A Polícia Federal investiga se o português Luís Miguel Melitão Guerreiro, que confessou ser o mandante da morte dos seis empresários portugueses, em Fortaleza, estaria envolvido com uma rede internacional de prostituição.

Guerreiro informou à Polícia Federal o número de uma suposta conta bancária que teria no exterior, que poderia ter depósitos referentes ao tráfico de mulheres.

Segundo o superintendente da Polícia Federal no Ceará, Wilson Nascimento, primeiro será verificado, pela Interpol, se a conta realmente existe. Se a conta existir, terá seu sigilo quebrado. Nascimento preferiu não revelar o país de origem dessa suposta conta para não atrapalhar as investigações.

Guerreiro confessou ter planejado assaltar, matar e enterrar Antônio Correia Rodrigues, 42, Vítor Manuel Martins, 53, Joaquim Silva Mendes, 52, Joaquim Manuel Pestana, 49, Manuel Joaquim Barros, 55, e Joaquim Fernandes Martins, 57.

Ele contou com o cunhado Manoel Lourenço Cavalcante e os seguranças Leonardo Souza Santos, Jurandir Pereira Ferreira e Raimundo Martins para a ação. Todos estão presos.

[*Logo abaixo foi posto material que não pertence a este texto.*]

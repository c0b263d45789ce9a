//! Legacy free-text field parsers.
//!
//! Every parser is total: text it cannot read comes back as the field's
//! special (or DM-guidance) variant carrying the input verbatim.

mod area;
mod casting_time;
mod components;
mod damage;
mod duration;
mod magic_resistance;
mod quantity;
mod range;
mod saving_throw;

pub use area::parse_area;
pub use casting_time::parse_casting_time;
pub use components::{parse_components, parse_material, ComponentsParse};
pub use damage::parse_damage;
pub use duration::parse_duration;
pub use magic_resistance::parse_magic_resistance;
pub use range::parse_range;
pub use saving_throw::parse_saving_throw;

use grimoire_canonical::spec::{
    AreaSpec, CastingTime, DurationSpec, MagicResistanceSpec, RangeSpec, SavingThrowSpec,
    SpellDamageSpec,
};
use regex::Regex;
use serde::{Deserialize, Serialize};
use serde_json::Value;
use std::fmt;
use std::str::FromStr;
use tracing::{debug, warn};

/// Removes the first match of `pattern` from `text`, returning capture 1.
pub(crate) fn strip(pattern: &Regex, text: &mut String) -> Option<String> {
    let caps = pattern.captures(text)?;
    let whole = caps.get(0)?.range();
    let word = caps.get(1).map(|m| m.as_str().to_string()).unwrap_or_default();
    text.replace_range(whole, "");
    Some(word)
}

/// The free-text field kinds with a structured shape.
#[derive(Debug, Clone, Copy, PartialEq, Eq, Hash, PartialOrd, Ord, Serialize, Deserialize)]
#[serde(rename_all = "snake_case")]
pub enum FieldKind {
    /// Range.
    Range,
    /// Duration.
    Duration,
    /// Casting time.
    CastingTime,
    /// Area of effect.
    Area,
    /// Damage.
    Damage,
    /// Saving throw.
    SavingThrow,
    /// Magic resistance.
    MagicResistance,
    /// Components.
    Components,
}

impl FieldKind {
    /// Every kind, in record field order.
    pub const ALL: [FieldKind; 8] = [
        FieldKind::Range,
        FieldKind::Components,
        FieldKind::CastingTime,
        FieldKind::Duration,
        FieldKind::Area,
        FieldKind::SavingThrow,
        FieldKind::Damage,
        FieldKind::MagicResistance,
    ];

    /// Field name in the structured document.
    pub fn field(self) -> &'static str {
        match self {
            FieldKind::Range => "range",
            FieldKind::Duration => "duration",
            FieldKind::CastingTime => "casting_time",
            FieldKind::Area => "area",
            FieldKind::Damage => "damage",
            FieldKind::SavingThrow => "saving_throw",
            FieldKind::MagicResistance => "magic_resistance",
            FieldKind::Components => "components",
        }
    }
}

impl fmt::Display for FieldKind {
    fn fmt(&self, f: &mut fmt::Formatter<'_>) -> fmt::Result {
        f.write_str(self.field())
    }
}

/// Error for an unknown field kind name.
#[derive(Debug, thiserror::Error)]
#[error("unknown field kind '{0}'")]
pub struct UnknownFieldKind(String);

impl FromStr for FieldKind {
    type Err = UnknownFieldKind;

    fn from_str(s: &str) -> Result<Self, Self::Err> {
        let folded = s.trim().to_lowercase().replace(['-', ' '], "_");
        FieldKind::ALL
            .into_iter()
            .find(|kind| kind.field() == folded || (folded == "mr" && *kind == FieldKind::MagicResistance))
            .ok_or_else(|| UnknownFieldKind(s.to_string()))
    }
}

/// Result of parsing one field.
#[derive(Debug, Clone, PartialEq)]
pub enum ParsedField {
    /// Range.
    Range(RangeSpec),
    /// Duration.
    Duration(DurationSpec),
    /// Casting time.
    CastingTime(CastingTime),
    /// Area.
    Area(AreaSpec),
    /// Damage.
    Damage(SpellDamageSpec),
    /// Saving throw.
    SavingThrow(SavingThrowSpec),
    /// Magic resistance.
    MagicResistance(MagicResistanceSpec),
    /// Components and any materials named with them.
    Components(ComponentsParse),
}

impl ParsedField {
    /// Kind of field this value belongs to.
    pub fn kind(&self) -> FieldKind {
        match self {
            ParsedField::Range(_) => FieldKind::Range,
            ParsedField::Duration(_) => FieldKind::Duration,
            ParsedField::CastingTime(_) => FieldKind::CastingTime,
            ParsedField::Area(_) => FieldKind::Area,
            ParsedField::Damage(_) => FieldKind::Damage,
            ParsedField::SavingThrow(_) => FieldKind::SavingThrow,
            ParsedField::MagicResistance(_) => FieldKind::MagicResistance,
            ParsedField::Components(_) => FieldKind::Components,
        }
    }

    /// Whether the parser fell back to the special variant.
    pub fn is_special(&self) -> bool {
        match self {
            ParsedField::Range(s) => s.is_special(),
            ParsedField::Duration(s) => s.is_special(),
            ParsedField::CastingTime(s) => s.is_special(),
            ParsedField::Area(s) => s.is_special(),
            ParsedField::Damage(s) => s.is_special(),
            ParsedField::SavingThrow(s) => s.is_special(),
            ParsedField::MagicResistance(s) => s.is_special(),
            ParsedField::Components(p) => p.components.is_special(),
        }
    }

    /// Text preserved by a special variant.
    pub fn preserved_text(&self) -> Option<&str> {
        match self {
            ParsedField::Range(s) => s.raw_legacy_value.as_deref(),
            ParsedField::Duration(s) => s.raw_legacy_value.as_deref(),
            ParsedField::CastingTime(s) => s.raw_legacy_value.as_deref(),
            ParsedField::Area(s) => s.raw_legacy_value.as_deref(),
            ParsedField::Damage(s) => s.dm_guidance.as_deref(),
            ParsedField::SavingThrow(s) => s.dm_guidance.as_deref(),
            ParsedField::MagicResistance(s) => s.special_rule.as_deref(),
            ParsedField::Components(p) => p.components.raw_legacy_value.as_deref(),
        }
    }

    /// A special variant over real text. Empty text and the literal word
    /// "special" are not counted.
    pub fn is_fallback(&self) -> bool {
        self.is_special()
            && self
                .preserved_text()
                .map(|text| {
                    let text = text.trim();
                    !text.is_empty() && !text.eq_ignore_ascii_case("special")
                })
                .unwrap_or(false)
    }

    /// Reads a structured document field back into its typed spec.
    pub fn from_value(kind: FieldKind, value: &Value) -> Result<Self, serde_json::Error> {
        let value = value.clone();
        Ok(match kind {
            FieldKind::Range => ParsedField::Range(serde_json::from_value(value)?),
            FieldKind::Duration => ParsedField::Duration(serde_json::from_value(value)?),
            FieldKind::CastingTime => ParsedField::CastingTime(serde_json::from_value(value)?),
            FieldKind::Area => ParsedField::Area(serde_json::from_value(value)?),
            FieldKind::Damage => ParsedField::Damage(serde_json::from_value(value)?),
            FieldKind::SavingThrow => ParsedField::SavingThrow(serde_json::from_value(value)?),
            FieldKind::MagicResistance => {
                ParsedField::MagicResistance(serde_json::from_value(value)?)
            }
            FieldKind::Components => ParsedField::Components(ComponentsParse {
                components: serde_json::from_value(value)?,
                materials: Vec::new(),
            }),
        })
    }

    /// Structured value for the document. Components yield only the flags.
    pub fn to_value(&self) -> Result<Value, serde_json::Error> {
        match self {
            ParsedField::Range(s) => serde_json::to_value(s),
            ParsedField::Duration(s) => serde_json::to_value(s),
            ParsedField::CastingTime(s) => serde_json::to_value(s),
            ParsedField::Area(s) => serde_json::to_value(s),
            ParsedField::Damage(s) => serde_json::to_value(s),
            ParsedField::SavingThrow(s) => serde_json::to_value(s),
            ParsedField::MagicResistance(s) => serde_json::to_value(s),
            ParsedField::Components(p) => serde_json::to_value(&p.components),
        }
    }

    /// Display text, which parses back to an equivalent value.
    pub fn display(&self) -> String {
        match self {
            ParsedField::Range(s) => s.to_string(),
            ParsedField::Duration(s) => s.to_string(),
            ParsedField::CastingTime(s) => s.to_string(),
            ParsedField::Area(s) => s.to_string(),
            ParsedField::Damage(s) => s.to_string(),
            ParsedField::SavingThrow(s) => s.to_string(),
            ParsedField::MagicResistance(s) => s.to_string(),
            ParsedField::Components(p) => p.components.to_string(),
        }
    }
}

/// Parses `text` as a field of `kind`. Never fails.
pub fn parse(kind: FieldKind, text: &str) -> ParsedField {
    let parsed = match kind {
        FieldKind::Range => ParsedField::Range(parse_range(text)),
        FieldKind::Duration => ParsedField::Duration(parse_duration(text)),
        FieldKind::CastingTime => ParsedField::CastingTime(parse_casting_time(text)),
        FieldKind::Area => ParsedField::Area(parse_area(text)),
        FieldKind::Damage => ParsedField::Damage(parse_damage(text)),
        FieldKind::SavingThrow => ParsedField::SavingThrow(parse_saving_throw(text)),
        FieldKind::MagicResistance => ParsedField::MagicResistance(parse_magic_resistance(text)),
        FieldKind::Components => ParsedField::Components(parse_components(text)),
    };
    if parsed.is_fallback() {
        warn!(field = %kind, text, "legacy text kept as special");
    } else {
        debug!(field = %kind, "parsed legacy text");
    }
    parsed
}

Ontem, prestou depoimento o guia turístico Marcos Alcântara, que recepcionou os empresários na madrugada do último dia 12, quando desembarcaram em Fortaleza. Os seis foram mortos e enterrados na barraca Vela Latina, na praia do Futuro.

Alcântara afirmou que os empresários o informaram, na chegada ao aeroporto Pinto Martins, que preferiam ir com Guerreiro para o hotel Holliday Inn, onde tinham reserva. Ele negou que houvesse mulheres com o grupo.

Os corpos dos seis empresários deverão seguir hoje à noite para Portugal. O enterro está programado para sexta.